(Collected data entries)
• • • • •

//! Test database provisioning through an IntegreSQL server.
//!
//! IntegreSQL is the authority on which templates exist. The factory in front of
//! [`IntegresqlBackend`] remembers the hashes it already submitted in this process, so each
//! template is claimed at most once per process. Across processes the server arbitrates: the
//! first claimant populates the template, the others see it as locked and simply ask for test
//! databases, which the server holds back until the template is finalized. A locked template
//! that still cannot be read is claimed again by the next request.

use async_trait::async_trait;
use integresql_client::{
    Client, CreateTemplate, CreateTemplateError, DatabaseConfig, DiscardTemplateError,
    FinalizeTemplateError, GetTestDatabaseError, ReleaseTestDatabaseError,
};
use provisioning::{
    ConnectionInfo, ContentKey, Ensured, Issued, TemplateBackend, TemplateFactory,
};
use sqlx::postgres::PgPoolOptions;

/// Factory provisioning test databases from IntegreSQL templates.
pub type IntegresqlFactory = TemplateFactory<IntegresqlBackend>;

/// Template backend delegating storage and cloning to IntegreSQL.
#[derive(Debug, Clone)]
pub struct IntegresqlBackend {
    client: Client,
    host_is_localhost: bool,
}

/// A test database handed out by IntegreSQL.
#[derive(Debug, Clone, PartialEq, Eq)]
pub struct IntegresqlInstance {
    pub hash: String,
    pub id: i64,
}

impl IntegresqlBackend {
    pub fn new(client: Client) -> Self {
        Self {
            client,
            host_is_localhost: false,
        }
    }

    /// Replaces the host of every returned database with `localhost`.
    ///
    /// For servers that report a container-internal host name.
    pub fn with_host_is_localhost(mut self, host_is_localhost: bool) -> Self {
        self.host_is_localhost = host_is_localhost;
        self
    }

    /// Wraps the backend into a factory.
    pub fn into_factory(self) -> IntegresqlFactory {
        TemplateFactory::new(self)
    }

    fn connection_info(&self, config: DatabaseConfig) -> ConnectionInfo {
        let info = ConnectionInfo {
            host: config.host,
            port: config.port,
            database: config.database,
            username: config.username,
            password: config.password,
        };
        if self.host_is_localhost {
            info.with_host("localhost")
        } else {
            info
        }
    }
}

#[async_trait]
impl TemplateBackend for IntegresqlBackend {
    type Instance = IntegresqlInstance;
    type Error = Error;

    fn name(&self) -> &'static str {
        "integresql"
    }

    async fn ensure_template(
        &self,
        key: &ContentKey,
        schema: Option<&str>,
    ) -> Result<Ensured, Error> {
        let template = match self
            .client
            .templates()
            .create(key.as_str())
            .await
            .map_err(Error::CreateTemplate)?
        {
            CreateTemplate::Created(template) => template,
            CreateTemplate::Locked => {
                tracing::debug!(%key, "template claimed elsewhere");
                return Ok(Ensured::ClaimedElsewhere);
            }
        };

        let info = self.connection_info(template.database.config);
        if let Some(schema) = schema {
            populate(&info, schema).await?;
        }

        self.client
            .templates()
            .finalize(key.as_str())
            .await
            .map_err(Error::FinalizeTemplate)?;
        Ok(Ensured::Ready)
    }

    async fn discard_template(&self, key: &ContentKey) -> Result<(), Error> {
        self.client
            .templates()
            .discard(key.as_str())
            .await
            .map_err(Error::DiscardTemplate)
    }

    async fn clone_template(
        &self,
        key: &ContentKey,
    ) -> Result<Option<Issued<IntegresqlInstance>>, Error> {
        let Some(test_db) = self
            .client
            .templates()
            .get_test_database(key.as_str())
            .await
            .map_err(Error::GetTestDatabase)?
        else {
            return Ok(None);
        };

        Ok(Some(Issued {
            instance: IntegresqlInstance {
                hash: test_db.database.template_hash.clone(),
                id: test_db.id,
            },
            connection: self.connection_info(test_db.database.config),
        }))
    }

    async fn destroy(&self, instance: &IntegresqlInstance) -> Result<(), Error> {
        self.client
            .templates()
            .release_test_database(&instance.hash, instance.id)
            .await
            .map_err(Error::ReleaseTestDatabase)
    }
}

/// Runs `schema` against the template database over a dedicated connection.
///
/// The connection is closed before returning, as the template must have no sessions once it is
/// finalized.
#[tracing::instrument(skip_all, fields(database = %info.database), err)]
async fn populate(info: &ConnectionInfo, schema: &str) -> Result<(), Error> {
    let populate_err = |source| Error::Populate {
        database: info.database.clone(),
        source,
    };

    let pool = PgPoolOptions::new()
        .max_connections(1)
        .connect_with(info.pg_connect_options())
        .await
        .map_err(populate_err)?;
    let result = sqlx::raw_sql(schema).execute(&pool).await;
    pool.close().await;
    result.map(|_| ()).map_err(populate_err)
}

/// Errors of the IntegreSQL template backend
#[derive(Debug, thiserror::Error)]
pub enum Error {
    /// Claiming the template failed
    #[error("failed to create template")]
    CreateTemplate(#[source] CreateTemplateError),

    /// Running the schema against the template database failed
    ///
    /// Kept apart from the service errors: this one comes from the schema itself or from
    /// reaching the database, not from IntegreSQL.
    #[error("error in template init: failed to run schema against database {database}")]
    Populate {
        database: String,
        #[source]
        source: sqlx::Error,
    },

    /// Finalizing the populated template failed
    #[error("failed to finalize template")]
    FinalizeTemplate(#[source] FinalizeTemplateError),

    /// Discarding the template failed
    #[error("failed to discard template")]
    DiscardTemplate(#[source] DiscardTemplateError),

    /// Getting a test database failed
    #[error("failed to get test database")]
    GetTestDatabase(#[source] GetTestDatabaseError),

    /// Releasing a test database failed
    #[error("failed to release test database")]
    ReleaseTestDatabase(#[source] ReleaseTestDatabaseError),
}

• • • • •

Task to complete:
Each entry, from start to finish, must be restated exactly.

The answer:
//! Test database provisioning through an IntegreSQL server.
//!
//! IntegreSQL is the authority on which templates exist. The factory in front of
//! [`IntegresqlBackend`] remembers the hashes it already submitted in this process, so each
//! template is claimed at most once per process. Across processes the server arbitrates: the
//! first claimant populates the template, the others see it as locked and simply ask for test
//! databases, which the server holds back until the template is finalized. A locked template
//! that still cannot be read is claimed again by the next request.

use async_trait::async_trait;
use integresql_client::{
    Client, CreateTemplate, CreateTemplateError, DatabaseConfig, DiscardTemplateError,
    FinalizeTemplateError, GetTestDatabaseError, ReleaseTestDatabaseError,
};
use provisioning::{
    ConnectionInfo, ContentKey, Ensured, Issued, TemplateBackend, TemplateFactory,
};
use sqlx::postgres::PgPoolOptions;

/// Factory provisioning test databases from IntegreSQL templates.
pub type IntegresqlFactory = TemplateFactory<IntegresqlBackend>;

/// Template backend delegating storage and cloning to IntegreSQL.
#[derive(Debug, Clone)]
pub struct IntegresqlBackend {
    client: Client,
    host_is_localhost: bool,
}

/// A test database handed out by IntegreSQL.
#[derive(Debug, Clone, PartialEq, Eq)]
pub struct IntegresqlInstance {
    pub hash: String,
    pub id: i64,
}

impl IntegresqlBackend {
    pub fn new(client: Client) -> Self {
        Self {
            client,
            host_is_localhost: false,
        }
    }

    /// Replaces the host of every returned database with `localhost`.
    ///
    /// For servers that report a container-internal host name.
    pub fn with_host_is_localhost(mut self, host_is_localhost: bool) -> Self {
        self.host_is_localhost = host_is_localhost;
        self
    }

    /// Wraps the backend into a factory.
    pub fn into_factory(self) -> IntegresqlFactory {
        TemplateFactory::new(self)
    }

    fn connection_info(&self, config: DatabaseConfig) -> ConnectionInfo {
        let info = ConnectionInfo {
            host: config.host,
            port: config.port,
            database: config.database,
            username: config.username,
            password: config.password,
        };
        if self.host_is_localhost {
            info.with_host("localhost")
        } else {
            info
        }
    }
}

#[async_trait]
impl TemplateBackend for IntegresqlBackend {
    type Instance = IntegresqlInstance;
    type Error = Error;

    fn name(&self) -> &'static str {
        "integresql"
    }

    async fn ensure_template(
        &self,
        key: &ContentKey,
        schema: Option<&str>,
    ) -> Result<Ensured, Error> {
        let template = match self
            .client
            .templates()
            .create(key.as_str())
            .await
            .map_err(Error::CreateTemplate)?
        {
            CreateTemplate::Created(template) => template,
            CreateTemplate::Locked => {
                tracing::debug!(%key, "template claimed elsewhere");
                return Ok(Ensured::ClaimedElsewhere);
            }
        };

        let info = self.connection_info(template.database.config);
        if let Some(schema) = schema {
            populate(&info, schema).await?;
        }

        self.client
            .templates()
            .finalize(key.as_str())
            .await
            .map_err(Error::FinalizeTemplate)?;
        Ok(Ensured::Ready)
    }

    async fn discard_template(&self, key: &ContentKey) -> Result<(), Error> {
        self.client
            .templates()
            .discard(key.as_str())
            .await
            .map_err(Error::DiscardTemplate)
    }

    async fn clone_template(
        &self,
        key: &ContentKey,
    ) -> Result<Option<Issued<IntegresqlInstance>>, Error> {
        let Some(test_db) = self
            .client
            .templates()
            .get_test_database(key.as_str())
            .await
            .map_err(Error::GetTestDatabase)?
        else {
            return Ok(None);
        };

        Ok(Some(Issued {
            instance: IntegresqlInstance {
                hash: test_db.database.template_hash.clone(),
                id: test_db.id,
            },
            connection: self.connection_info(test_db.database.config),
        }))
    }

    async fn destroy(&self, instance: &IntegresqlInstance) -> Result<(), Error> {
        self.client
            .templates()
            .release_test_database(&instance.hash, instance.id)
            .await
            .map_err(Error::ReleaseTestDatabase)
    }
}

/// Runs `schema` against the template database over a dedicated connection.
///
/// The connection is closed before returning, as the template must have no sessions once it is
/// finalized.
#[tracing::instrument(skip_all, fields(database = %info.database), err)]
async fn populate(info: &ConnectionInfo, schema: &str) -> Result<(), Error> {
    let populate_err = |source| Error::Populate {
        database: info.database.clone(),
        source,
    };

    let pool = PgPoolOptions::new()
        .max_connections(1)
        .connect_with(info.pg_connect_options())
        .await
        .map_err(populate_err)?;
    let result = sqlx::raw_sql(schema).execute(&pool).await;
    pool.close().await;
    result.map(|_| ()).map_err(populate_err)
}

/// Errors of the IntegreSQL template backend
#[derive(Debug, thiserror::Error)]
pub enum Error {
    /// Claiming the template failed
    #[error("failed to create template")]
    CreateTemplate(#[source] CreateTemplateError),

    /// Running the schema against the template database failed
    ///
    /// Kept apart from the service errors: this one comes from the schema itself or from
    /// reaching the database, not from IntegreSQL.
    #[error("error in template init: failed to run schema against database {database}")]
    Populate {
        database: String,
        #[source]
        source: sqlx::Error,
    },

    /// Finalizing the populated template failed
    #[error("failed to finalize template")]
    FinalizeTemplate(#[source] FinalizeTemplateError),

    /// Discarding the template failed
    #[error("failed to discard template")]
    DiscardTemplate(#[source] DiscardTemplateError),

    /// Getting a test database failed
    #[error("failed to get test database")]
    GetTestDatabase(#[source] GetTestDatabaseError),

    /// Releasing a test database failed
    #[error("failed to release test database")]
    ReleaseTestDatabase(#[source] ReleaseTestDatabaseError),
}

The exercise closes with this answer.